Nun kann man all die Stellen mit preiswerten "Fachkräften" besetzen, die bisher Ärzten vorbehalten waren und zugleich durch eine reguläre Ausbildungsordnung auch den Nachwuchs für die Zukunft sichern.

Ein wahrlich genialer Plan, der vordergründig viele aktuelle Probleme zu lösen verspricht und analog der Dentisten kräht schon nach kurzer Zeit kein Hahn mehr danach, welche Ausbildung dieser frisch approbierte Heiler denn durchlaufen haben mag.

Also nach meinem Dafürhalten wird hier ein Masterplan zur Etablierung einer neuen Generation (teil)approbierter Medizinalpersonen quasi auf FH-Ebene durchgezogen mit dem Ziel, schnell und billig bisher rein ärztliche Tätigkeiten zu substituieren. Schöne neue Welt.

Dr. Thomas Fein 29.08.201708:36 Uhr

Mal wieder Münster!

Vor 30 Jahren waren es Irmgard Oepen und Otto Prokop in Münster, die ähnliche Forderungen hatten. Es ist nichts draus geworden, niemand kennt sie heute mehr. Also einfach Ruhe bewaren!

Henning Fischer 29.08.201708:03 Uhr

13 Schuljahre, 6 Jahre Studium, 5 Jahre Facharztausbildung, volle Haftung


Grundschule, irgendeine Lehre, unbestimmte Ausbildung, keine Fachprüfung, keine Verantwortung (Narrenfreiheit)

Wer zum Heilpraktiker geht läßt seinen Mercedes S-Klasse auch an der Tankstelle warten.

Ganz schön blöd

PD Dr.
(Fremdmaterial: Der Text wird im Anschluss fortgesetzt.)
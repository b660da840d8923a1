mod agent;
mod api;
mod database;
mod extract;
mod intent;
mod language;
mod lexicon;
mod normalize;
mod oracle;
mod plan;
mod render;
mod settings;
mod shell;
mod synthesis;
mod translator;
mod web;

use std::{process::ExitCode, sync::Arc, time::Duration};

use anyhow::{Context, Result};
use clap::Parser;
use tracing::info;
use tracing_subscriber::EnvFilter;

use crate::{
    agent::FeedAgent,
    database::{Database, Fixture, Store},
    language::{ArabiziIdentifier, Language},
    oracle::{OllamaOracle, OracleAdapter},
    settings::{Args, Command, Settings},
    translator::HttpTranslator,
};

#[tokio::main]
async fn main() -> Result<ExitCode> {
    tracing_subscriber::fmt()
        .with_env_filter(
            EnvFilter::try_from_default_env().unwrap_or_else(|_| EnvFilter::new("info")),
        )
        .with_writer(std::io::stderr)
        .init();

    let args = Args::parse();
    let settings =
        Settings::load(args.config.as_deref()).context("failed to load configuration")?;

    match args.command {
        Command::Config => {
            print!(
                "{}",
                toml::to_string_pretty(&settings).context("failed to format configuration")?
            );
        }
        Command::Import { path } => {
            let fixture = Fixture::from_path(&path)?;
            let db = Database::connect(&settings.database.path)?;
            let summary = db.import(&fixture)?;
            println!(
                "Imported {} products and {} restrictions ({} skipped)",
                summary.products, summary.restrictions, summary.skipped
            );
        }
        Command::Stats => {
            let db = Database::connect(&settings.database.path)?;
            let stats = tokio::task::spawn_blocking(move || db.stats())
                .await
                .context("statistics task failed")??;
            println!("{}", shell::format_stats(&stats));
        }
        Command::Ask {
            query,
            json,
            language,
        } => {
            let forced = language
                .map(|code| {
                    Language::from_code(&code)
                        .with_context(|| format!("unsupported language `{code}`"))
                })
                .transpose()?;
            let agent = build_agent(&settings)?;
            if !shell::ask(&agent, &query.join(" "), forced, json).await? {
                return Ok(ExitCode::FAILURE);
            }
        }
        Command::Shell => {
            let agent = build_agent(&settings)?;
            shell::run(&agent).await?;
        }
        Command::Serve { cert, key } => {
            let agent = build_agent(&settings)?;
            let schema = api::schema(Arc::new(agent));
            let tls = cert.as_deref().zip(key.as_deref());
            web::serve(schema, settings.web.address, tls).await;
        }
    }
    Ok(ExitCode::SUCCESS)
}

/// Wires the agent to the catalog and the configured optional services.
fn build_agent(settings: &Settings) -> Result<FeedAgent> {
    let db = Database::connect(&settings.database.path)?;
    let reachability = db.clone();
    let mut agent =
        FeedAgent::new(Arc::new(db))?.with_reachability(move || reachability.is_reachable());

    if settings.language.arabizi {
        agent = agent.with_identifier(Box::new(ArabiziIdentifier::default()));
    }
    if let Some(url) = &settings.translator.url {
        let timeout = Duration::from_secs(settings.translator.timeout_secs);
        agent = agent.with_translator(Arc::new(HttpTranslator::new(url, timeout)?));
        info!("Translator at {url}");
    }
    if let Some(model) = &settings.oracle.model {
        let oracle = OllamaOracle::new(&settings.oracle.host, settings.oracle.port, model)?;
        let timeout = Duration::from_secs(settings.oracle.timeout_secs);
        agent = agent.with_oracle(OracleAdapter::new(Arc::new(oracle), timeout));
        info!("Oracle model {model} at {}:{}", settings.oracle.host, settings.oracle.port);
    }
    Ok(agent)
}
Immo Schroeder-Printzen 28.08.201714:09 Uhr

Typische Hybris der Schulmedizin

Auch die Schulmedizin kann bei vielen Krebspatienten nicht helfen, es sei denn eine Lebensverlängerung um wenige Wochen zählt als Hilfe. Ein pauschales Verbot ist daher nicht sinnvoll.

Ich glaube wenn mann die falsch behandelten Patien ten ins VErhältnis zu allen Behandelten setzt kommt keine schlechere FEhlerquote als bei den Medizinern raus. Warum dann ein Verbot, nur weil es ein paar gibt, die über das ZIel hinausschießen?